46.       Chapters Four, Five and Six relate to the conflict as it occurred in Tauranga in 1864. Dr Battersby places this conflict in its wider context: Waikato and the Eastern Bay of Plenty. Tauranga becomes involved in this conflict and the scene of hostilities.

47.       Chapter Seven addresses the events that follow from the conflict in Tauranga of April-June 1864. This includes the surrender by Tauranga Maori and the Pacification Hui.
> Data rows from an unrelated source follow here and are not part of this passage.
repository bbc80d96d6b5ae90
//! Request descriptors handed to the request components

use serde::{Deserialize, Serialize};

use crate::entities::{Contract, Order};
use crate::market_data::{ScannerSubscription, TagValue, TickType};
use crate::values::{OrderId, RequestId, Timestamp};

/// Price series to build bars from
#[derive(Debug, Clone, Copy, PartialEq, Eq, Hash, Serialize, Deserialize)]
pub enum BarType {
    Trades,
    Bid,
    Ask,
    Midpoint,
}

impl BarType {
    /// `whatToShow` value on the wire
    pub fn as_str(&self) -> &'static str {
        match self {
            Self::Trades => "TRADES",
            Self::Bid => "BID",
            Self::Ask => "ASK",
            Self::Midpoint => "MIDPOINT",
        }
    }
}

/// Date encoding the peer should use for historical bars
#[derive(Debug, Clone, Copy, PartialEq, Eq, Hash, Default, Serialize, Deserialize)]
pub enum DateFormat {
    #[default]
    FullDateTime,
    Epoch,
    MonthDayTime,
}

impl DateFormat {
    pub fn code(&self) -> i32 {
        match self {
            Self::FullDateTime => 1,
            Self::Epoch => 2,
            Self::MonthDayTime => 3,
        }
    }
}

/// Tick-by-tick subscription
#[derive(Debug, Clone, PartialEq, Serialize, Deserialize)]
pub struct TickByTickDataRequest {
    pub request_id: RequestId,
    pub contract: Contract,
    pub tick_type: TickType,
    /// 0 streams live ticks only
    pub number_of_ticks: i32,
    pub ignore_size: bool,
}

/// Realtime (5 second) bar subscription
#[derive(Debug, Clone, PartialEq, Serialize, Deserialize)]
pub struct RealtimeBarRequest {
    pub request_id: RequestId,
    pub contract: Contract,
    pub bar_size: i32,
    pub bar_type: BarType,
    pub extended_hours: bool,
}

/// Historical bars, optionally kept up to date after the initial batch
#[derive(Debug, Clone, PartialEq, Serialize, Deserialize)]
pub struct HistoricalDataRequest {
    pub request_id: RequestId,
    pub contract: Contract,
    /// Duration string, e.g. `1 D`
    pub time_period: String,
    /// Bar size setting, e.g. `1 min`
    pub bar_size: String,
    pub bar_type: BarType,
    /// None means "now"
    pub end_datetime: Option<Timestamp>,
    pub date_format: DateFormat,
    pub keep_up_to_date: bool,
    pub extended_hours: bool,
}

impl HistoricalDataRequest {
    pub fn new(
        request_id: RequestId,
        contract: Contract,
        time_period: impl Into<String>,
        bar_size: impl Into<String>,
        bar_type: BarType,
    ) -> Self {
        Self {
            request_id,
            contract,
            time_period: time_period.into(),
            bar_size: bar_size.into(),
            bar_type,
            end_datetime: None,
            date_format: DateFormat::default(),
            keep_up_to_date: false,
            extended_hours: false,
        }
    }

    pub fn ending_at(mut self, end: Timestamp) -> Self {
        self.end_datetime = Some(end);
        self
    }

    pub fn with_date_format(mut self, date_format: DateFormat) -> Self {
        self.date_format = date_format;
        self
    }

    pub fn keep_up_to_date(mut self) -> Self {
        self.keep_up_to_date = true;
        self
    }

    pub fn with_extended_hours(mut self) -> Self {
        self.extended_hours = true;
        self
    }

    /// `endDateTime` as sent on the wire (empty string = now)
    pub fn end_datetime_wire(&self) -> String {
        self.end_datetime
            .map(|end| end.format("%Y%m%d %H:%M:%S UTC").to_string())
            .unwrap_or_default()
    }
}

/// Market scanner subscription
#[derive(Debug, Clone, PartialEq, Serialize, Deserialize)]
pub struct ScannerRequest {
    pub request_id: RequestId,
    pub subscription: ScannerSubscription,
    pub filters: Vec<TagValue>,
}

impl ScannerRequest {
    pub fn new(request_id: RequestId, subscription: ScannerSubscription) -> Self {
        Self {
            request_id,
            subscription,
            filters: Vec::new(),
        }
    }

    pub fn with_filter(mut self, filter: TagValue) -> Self {
        self.filters.push(filter);
        self
    }
}

/// Order placement, correlated by the order id
#[derive(Debug, Clone, PartialEq, Serialize, Deserialize)]
pub struct OrderRequest {
    pub order_id: OrderId,
    pub contract: Contract,
    pub order: Order,
}

impl OrderRequest {
    pub fn new(order_id: OrderId, contract: Contract, mut order: Order) -> Self {
        order.order_id = order_id;
        Self {
            order_id,
            contract,
            order,
        }
    }
}

#[cfg(test)]
mod tests {
    use super::*;
    use crate::builders::stock_contract;
    use chrono::TimeZone;
    use chrono::Utc;

    #[test]
    fn test_end_datetime_wire() {
        let request = HistoricalDataRequest::new(
            7,
            stock_contract("AAPL"),
            "1 D",
            "1 min",
            BarType::Trades,
        );
        assert_eq!(request.end_datetime_wire(), "");

        let end = Utc.with_ymd_and_hms(2023, 12, 1, 16, 0, 0).unwrap();
        let request = request.ending_at(end);
        assert_eq!(request.end_datetime_wire(), "20231201 16:00:00 UTC");
    }

    #[test]
    fn test_codes() {
        assert_eq!(BarType::Midpoint.as_str(), "MIDPOINT");
        assert_eq!(DateFormat::default().code(), 1);
        assert_eq!(DateFormat::Epoch.code(), 2);
    }
}
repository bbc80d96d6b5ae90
//! Order component
//!
//! Tracks the remaining quantity of every order placed through it. An order's
//! state lives from placement until the peer reports nothing left to fill.

use log::{info, warn};
use relay_core::builders::{BracketPrices, bracket_order, simple_order, stock_contract};
use relay_core::{Action, Contract, OrderId, OrderRequest};
use relay_correlation::{CorrelationError, Correlator, Reply};
use relay_ports::{OutboundRequest, Transport};
use rust_decimal::Decimal;
use std::sync::Arc;

use super::{bind, ensure_not_reserved, mismatched};
use crate::error::{GatewayError, GatewayResult};
use crate::messages::{Event, OrderStatusUpdate};
use crate::router::{EventHandler, HandlerTable};

pub struct OrderComponent {
    transport: Arc<dyn Transport>,
    /// Remaining quantity per live order
    remaining: Correlator<Decimal>,
}

impl OrderComponent {
    pub fn new(transport: Arc<dyn Transport>) -> Self {
        Self {
            transport,
            remaining: Correlator::new(),
        }
    }

    pub fn place_order(&self, request: OrderRequest) -> GatewayResult<()> {
        let OrderRequest {
            order_id,
            contract,
            order,
        } = request;

        ensure_not_reserved(order_id)?;
        if !order.validate() {
            return Err(GatewayError::InvalidRequest(format!(
                "order {} failed validation: {:?} {} {}",
                order_id,
                order.action,
                order.total_quantity,
                order.order_type.as_str()
            )));
        }

        info!(
            "Placing order: {}, {}, action: {}, total quantity: {}, orderType: {}",
            order_id,
            contract.label(),
            order.action.as_str(),
            order.total_quantity,
            order.order_type.as_str()
        );

        // Tracked before sending so an immediate fill cannot race the insert
        self.remaining.store(order_id, order.total_quantity);
        if let Err(e) = self.transport.send(OutboundRequest::PlaceOrder {
            order_id,
            contract,
            order,
        }) {
            self.remaining.delete(order_id);
            return Err(e.into());
        }
        Ok(())
    }

    /// Buy `quantity` shares of `symbol`; market order unless `limit_price` is set
    pub fn place_buy_order(
        &self,
        order_id: OrderId,
        symbol: &str,
        quantity: Decimal,
        limit_price: Option<f64>,
        extended_hours: bool,
    ) -> GatewayResult<()> {
        self.place_simple(order_id, Action::Buy, symbol, quantity, limit_price, extended_hours)
    }

    /// Sell `quantity` shares of `symbol`; market order unless `limit_price` is set
    pub fn place_sell_order(
        &self,
        order_id: OrderId,
        symbol: &str,
        quantity: Decimal,
        limit_price: Option<f64>,
        extended_hours: bool,
    ) -> GatewayResult<()> {
        self.place_simple(order_id, Action::Sell, symbol, quantity, limit_price, extended_hours)
    }

    fn place_simple(
        &self,
        order_id: OrderId,
        action: Action,
        symbol: &str,
        quantity: Decimal,
        limit_price: Option<f64>,
        extended_hours: bool,
    ) -> GatewayResult<()> {
        let order = simple_order(action, quantity, limit_price, extended_hours);
        self.place_order(OrderRequest::new(order_id, stock_contract(symbol), order))
    }

    /// Place parent, take-profit and stop-loss as one bracket.
    ///
    /// Uses ids `parent_id`, `parent_id + 1` and `parent_id + 2`; only the last
    /// order transmits, so the peer activates the bracket once all three
    /// arrived.
    pub fn place_bracket_order(
        &self,
        parent_id: OrderId,
        contract: Contract,
        action: Action,
        quantity: Decimal,
        prices: BracketPrices,
        extended_hours: bool,
    ) -> GatewayResult<[OrderId; 3]> {
        let orders = bracket_order(parent_id, action, quantity, prices, extended_hours);
        let ids = [orders[0].order_id, orders[1].order_id, orders[2].order_id];

        for order in orders {
            self.place_order(OrderRequest::new(order.order_id, contract.clone(), order))?;
        }
        Ok(ids)
    }

    pub fn cancel_order(&self, order_id: OrderId) -> GatewayResult<()> {
        info!("Cancelling order: {}", order_id);
        self.transport
            .send(OutboundRequest::CancelOrder { order_id })?;
        Ok(())
    }

    pub fn request_global_cancel(&self) -> GatewayResult<()> {
        info!("Requesting global cancel");
        self.transport.send(OutboundRequest::GlobalCancel)?;
        Ok(())
    }

    /// Whether the order is still live
    pub fn fetch_order_status(&self, order_id: OrderId) -> bool {
        self.remaining.exists(order_id)
    }

    /// Quantity left to fill; `NotFound` once the order is done
    pub fn remaining_quantity(&self, order_id: OrderId) -> GatewayResult<Decimal> {
        match self.remaining.peek(order_id)? {
            Reply::Value(quantity) => Ok(quantity),
            _ => Err(CorrelationError::NotFound(order_id).into()),
        }
    }

    /// Orders still being tracked
    pub fn live_orders(&self) -> Vec<OrderId> {
        let mut ids = self.remaining.keys();
        ids.sort_unstable();
        ids
    }

    pub fn on_order_status(&self, update: &OrderStatusUpdate) {
        info!(
            "Received order status: {}, {}, filled {}, remaining {}, avg fill {}, parent {}",
            update.order_id,
            update.status,
            update.filled,
            update.remaining,
            update.avg_fill_price,
            update.parent_id
        );

        if update.is_done() {
            self.remaining.delete(update.order_id);
        } else {
            if !self.remaining.exists(update.order_id) {
                warn!("Status for untracked order {}, tracking it", update.order_id);
            }
            self.remaining.store(update.order_id, update.remaining);
        }
    }
}

impl EventHandler for OrderComponent {
    fn name(&self) -> &str {
        "orders"
    }

    fn handlers(self: Arc<Self>) -> HandlerTable {
        HandlerTable::new().on(
            "on_order_status",
            bind(&self, |s, event| match event {
                Event::OrderStatus(update) => s.on_order_status(update),
                other => mismatched("orders", "on_order_status", other),
            }),
        )
    }
}
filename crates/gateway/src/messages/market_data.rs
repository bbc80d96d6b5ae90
//! Market data callback payloads

use relay_core::{
    Bar, BarData, BarTimeError, BidAskTick, ContractDetails, MidpointTick, RequestId,
    ScannerData, TickAttribBidAsk, TickAttribLast, TickType, TradeTick,
};
use rust_decimal::Decimal;
use serde::{Deserialize, Serialize};

/// `tickPrice` callback
#[derive(Debug, Clone, PartialEq, Serialize, Deserialize)]
pub struct TickPrice {
    pub request_id: RequestId,
    pub field: i32,
    pub price: f64,
}

/// `tickSize` callback
#[derive(Debug, Clone, PartialEq, Serialize, Deserialize)]
pub struct TickSize {
    pub request_id: RequestId,
    pub field: i32,
    pub size: Decimal,
}

/// `tickByTickAllLast` callback
#[derive(Debug, Clone, PartialEq, Serialize, Deserialize)]
pub struct TickByTickAllLast {
    pub request_id: RequestId,
    /// 0 for `Last`, anything else for `AllLast`
    pub tick_type: i32,
    pub time: i64,
    pub price: f64,
    pub size: Decimal,
    pub attrib: TickAttribLast,
    pub exchange: String,
    pub special_conditions: String,
}

impl TickByTickAllLast {
    pub fn to_tick(&self) -> TradeTick {
        TradeTick {
            tick_type: TickType::from_trade_code(self.tick_type),
            time: self.time,
            price: self.price,
            size: self.size,
            past_limit: self.attrib.past_limit,
            unreported: self.attrib.unreported,
            exchange: self.exchange.clone(),
            special_conditions: self.special_conditions.clone(),
        }
    }
}

/// `tickByTickBidAsk` callback
#[derive(Debug, Clone, PartialEq, Serialize, Deserialize)]
pub struct TickByTickBidAsk {
    pub request_id: RequestId,
    pub time: i64,
    pub bid_price: f64,
    pub ask_price: f64,
    pub bid_size: Decimal,
    pub ask_size: Decimal,
    pub attrib: TickAttribBidAsk,
}

impl TickByTickBidAsk {
    pub fn to_tick(&self) -> BidAskTick {
        BidAskTick {
            time: self.time,
            bid_price: self.bid_price,
            ask_price: self.ask_price,
            bid_size: self.bid_size,
            ask_size: self.ask_size,
            bid_past_low: self.attrib.bid_past_low,
            ask_past_high: self.attrib.ask_past_high,
        }
    }
}

/// `tickByTickMidPoint` callback
#[derive(Debug, Clone, PartialEq, Serialize, Deserialize)]
pub struct TickByTickMidPoint {
    pub request_id: RequestId,
    pub time: i64,
    pub midpoint: f64,
}

impl TickByTickMidPoint {
    pub fn to_tick(&self) -> MidpointTick {
        MidpointTick {
            time: self.time,
            midpoint: self.midpoint,
        }
    }
}

/// `realtimeBar` callback
#[derive(Debug, Clone, PartialEq, Serialize, Deserialize)]
pub struct RealtimeBarUpdate {
    pub request_id: RequestId,
    /// Bar start, epoch seconds
    pub time: i64,
    pub open: f64,
    pub high: f64,
    pub low: f64,
    pub close: f64,
    pub volume: Decimal,
    pub wap: Decimal,
    pub count: i32,
}

impl RealtimeBarUpdate {
    pub fn to_bar(&self) -> Result<Bar, BarTimeError> {
        Bar::from_epoch(
            self.time,
            self.open,
            self.high,
            self.low,
            self.close,
            self.volume,
            self.wap,
            self.count,
        )
    }
}

/// `historicalData` / `historicalDataUpdate` callback
#[derive(Debug, Clone, PartialEq, Serialize, Deserialize)]
pub struct HistoricalBar {
    pub request_id: RequestId,
    pub bar: BarData,
}

/// `historicalDataEnd` callback
#[derive(Debug, Clone, PartialEq, Serialize, Deserialize)]
pub struct HistoricalDataEnd {
    pub request_id: RequestId,
    pub start: String,
    pub end: String,
}

/// `scannerData` callback
#[derive(Debug, Clone, PartialEq, Serialize, Deserialize)]
pub struct ScannerRow {
    pub request_id: RequestId,
    pub rank: i32,
    pub contract_details: ContractDetails,
    pub distance: String,
    pub benchmark: String,
    pub projection: String,
    pub legs: String,
}

impl ScannerRow {
    pub fn to_scanner_data(&self) -> ScannerData {
        ScannerData {
            rank: self.rank,
            contract_details: self.contract_details.clone(),
            legs: self.legs.clone(),
        }
    }
}

#[cfg(test)]
mod tests {
    use super::*;
    use rust_decimal_macros::dec;

    #[test]
    fn test_all_last_tick_type() {
        let mut raw = TickByTickAllLast {
            request_id: 1,
            tick_type: 0,
            time: 1_700_000_000,
            price: 101.5,
            size: dec!(200),
            attrib: TickAttribLast {
                past_limit: false,
                unreported: true,
            },
            exchange: "ARCA".to_string(),
            special_conditions: String::new(),
        };

        let tick = raw.to_tick();
        assert_eq!(tick.tick_type, TickType::Last);
        assert!(tick.unreported);

        raw.tick_type = 1;
        assert_eq!(raw.to_tick().tick_type, TickType::AllLast);
    }

    #[test]
    fn test_realtime_bar_to_bar() {
        let raw = RealtimeBarUpdate {
            request_id: 2,
            time: 1_700_000_005,
            open: 10.0,
            high: 11.0,
            low: 9.5,
            close: 10.5,
            volume: dec!(300),
            wap: dec!(10.2),
            count: 12,
        };

        let bar = raw.to_bar().unwrap();
        assert_eq!(bar.time.timestamp(), 1_700_000_005);
        assert_eq!(bar.count, 12);
    }
}
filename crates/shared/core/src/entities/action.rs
use serde::{Deserialize, Serialize};

/// Order action (BUY or SELL on the wire)
#[derive(Debug, Clone, Copy, PartialEq, Eq, Hash, Serialize, Deserialize)]
pub enum Action {
    Buy,
    Sell,
}

impl Action {
    /// Returns the opposite action
    pub fn opposite(&self) -> Self {
        match self {
            Action::Buy => Action::Sell,
            Action::Sell => Action::Buy,
        }
    }

    pub fn as_str(&self) -> &'static str {
        match self {
            Self::Buy => "BUY",
            Self::Sell => "SELL",
        }
    }
}
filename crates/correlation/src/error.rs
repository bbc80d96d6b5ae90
//! Error types for the correlation crate

use relay_core::RequestId;
use std::time::Duration;
use thiserror::Error;

#[derive(Error, Debug, Clone, PartialEq, Eq)]
pub enum CorrelationError {
    #[error("Timeout waiting for response for key {key} after {timeout:?}")]
    Timeout { key: RequestId, timeout: Duration },

    #[error("No correlation state for key {0}")]
    NotFound(RequestId),

    #[error("Request {0} was cancelled while waiting")]
    Cancelled(RequestId),

    #[error("Response for key {key} is not a {expected}")]
    UnexpectedShape {
        key: RequestId,
        expected: &'static str,
    },
}

impl CorrelationError {
    /// Timeouts are the only error a caller may reasonably retry
    pub fn is_timeout(&self) -> bool {
        matches!(self, Self::Timeout { .. })
    }
}

pub type Result<T> = std::result::Result<T, CorrelationError>;
use chrono::{DateTime, Utc};
use rust_decimal::Decimal;

/// Correlation key for one request/response exchange with the peer
pub type RequestId = i32;

/// Order identifier; orders are correlated by their own id
pub type OrderId = i32;

/// Peer-assigned contract identifier (`conId` on the wire)
pub type ContractId = i32;

/// Quantity value - uses Decimal for precision
pub type Quantity = Decimal;

/// Timestamp in UTC
pub type Timestamp = DateTime<Utc>;

/// Request ids reserved for session-scoped, single-flight requests.
///
/// Caller-chosen ids for market data and orders are always positive, so these
/// never collide with them.
pub mod reserved {
    use super::RequestId;

    /// `reqIds` / `nextValidId`
    pub const NEXT_VALID_ID: RequestId = -1;

    /// `reqContractDetails` / `contractDetails` / `contractDetailsEnd`
    pub const CONTRACT_DETAILS: RequestId = -2;

    /// `reqScannerParameters` / `scannerParameters`
    pub const SCANNER_PARAMETERS: RequestId = -3;

    /// `reqPositions` / `positionEnd`
    pub const POSITIONS_END: RequestId = -4;

    /// `reqCurrentTime` / `currentTime`
    pub const CURRENT_TIME: RequestId = -5;

    /// All reserved ids
    pub const ALL: [RequestId; 5] = [
        NEXT_VALID_ID,
        CONTRACT_DETAILS,
        SCANNER_PARAMETERS,
        POSITIONS_END,
        CURRENT_TIME,
    ];

    /// Whether `id` belongs to the reserved session namespace
    pub fn is_reserved(id: RequestId) -> bool {
        ALL.contains(&id)
    }
}

#[cfg(test)]
mod tests {
    use super::reserved;

    #[test]
    fn test_reserved_ids_are_negative_and_distinct() {
        for (i, a) in reserved::ALL.iter().enumerate() {
            assert!(*a < 0);
            for b in &reserved::ALL[i + 1..] {
                assert_ne!(a, b);
            }
        }
        assert!(reserved::is_reserved(-2));
        assert!(!reserved::is_reserved(42));
    }
}
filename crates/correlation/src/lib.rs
//! Relay Correlation
//!
//! Turns the peer's asynchronous callbacks into blocking, per-request results.
//! Provides:
//! - `KeyedSignalStore`: lazily-created slot per request id (value + wake signal)
//! - `Correlator`: single-value and chained-sequence replies with timeouts
//! - `WindowBuffer`: latest-N windows for live streams
//!
//! ## Flow
//!
//! ```text
//!  caller thread                          delivery thread
//!  ─────────────                          ───────────────
//!  expect(key) ──► send request ──► peer ──► callback
//!       │                                      │ store / append / end_sequence
//!  wait(timeout) ◄──────── slot signal ◄───────┘
//!       │
//!  drop handle ──► delete(key)
//! ```

pub mod correlator;
pub mod error;
pub mod store;
pub mod window;

pub use correlator::{Correlator, DEFAULT_RESPONSE_TIMEOUT, PendingReply, Reply};
pub use error::{CorrelationError, Result};
pub use store::{KeyedSignalStore, Slot, SlotState};
pub use window::{DEFAULT_WINDOW_LENGTH, Window, WindowBuffer};
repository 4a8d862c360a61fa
pub mod git;
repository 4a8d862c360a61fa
use std::fs;
use std::path::Path;

use serde_derive::{Deserialize, Serialize};

use crate::errors::ChangelogResult;

/// Table holding changelog settings when they are part of a larger configuration file
pub const CHANGELOG_SECTION: &str = "changelog";

#[derive(Clone, Debug, Default, Deserialize, Eq, PartialEq, Serialize)]
#[serde(default)]
pub struct ChangelogSettings {
    /// Branch holding merged but not yet released changes.
    /// Defaults to the repository's default branch.
    pub release_branch: Option<String>,

    /// Whether to report progress while associating merge requests with tags.
    pub verbose: bool,
}

impl ChangelogSettings {
    /// Parses settings from either a `[changelog]` table or a document containing only changelog
    /// settings.
    pub fn from_toml(content: &str) -> ChangelogResult<Self> {
        let mut document: toml::Table = toml::from_str(content)?;
        let settings: Self = match document.remove(CHANGELOG_SECTION) {
            Some(section) => section.try_into()?,
            None => toml::Value::Table(document).try_into()?,
        };

        Ok(settings)
    }

    pub fn from_path(path: &Path) -> ChangelogResult<Self> {
        let content = fs::read_to_string(path)?;
        Self::from_toml(&content)
    }
}
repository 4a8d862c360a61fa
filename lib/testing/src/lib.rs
//! Fixtures shared by the workspace's tests.

pub mod platform;
pub mod repository;

use chrono::{DateTime, Utc};

/// Deterministic 40 character hex sha for `seed`.
pub fn sha(seed: u64) -> String {
    format!("{seed:040x}")
}

/// Parses an RFC 3339 timestamp, panicking on invalid input.
pub fn datetime(value: &str) -> DateTime<Utc> {
    DateTime::parse_from_rfc3339(value)
        .expect("valid RFC 3339 timestamp")
        .with_timezone(&Utc)
}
48.       Chapter Eight relates to the Crown’s acquisition of the Te Puna Katikati lands. The Crown’s submission will be that the evidence shows a continued willingness of Maori to submit disputes to arbitration by government officials. The result of the arbitration is a re-negotiated transaction that includes a larger purchase price, a price per acre being fixed and 6,000 acres of reserves of prime harbour-front locations that Maori wished to on-sell to private buyers. The evidence points towards a willing sale of the Te Puna Katikati lands by Maori. Dr Battersby states

“Far from repudiating the sale, the Maori sellers wanted to hurry it to completion, and also appear to have managed both government and private purchasers to their advantage” (para

43,       page 159).

49.       Chapter Nine relates to the survey of Tauranga District and leads into the Bush Conflict which is addressed in Chapter Ten. In this respect it has been suggested that:

“The Government excuse for the campaign claimed that there was a threat of a general Hauhau uprising, and that Pirirakau were Hauhau, unsurrendered rebels and aggressors. There is little evidence of this. Pirirakau were fighting for their land and Government had refused to acknowledge their claims to it.” (Dame Evelyn Stokes, Wai 215 #A2, p 134).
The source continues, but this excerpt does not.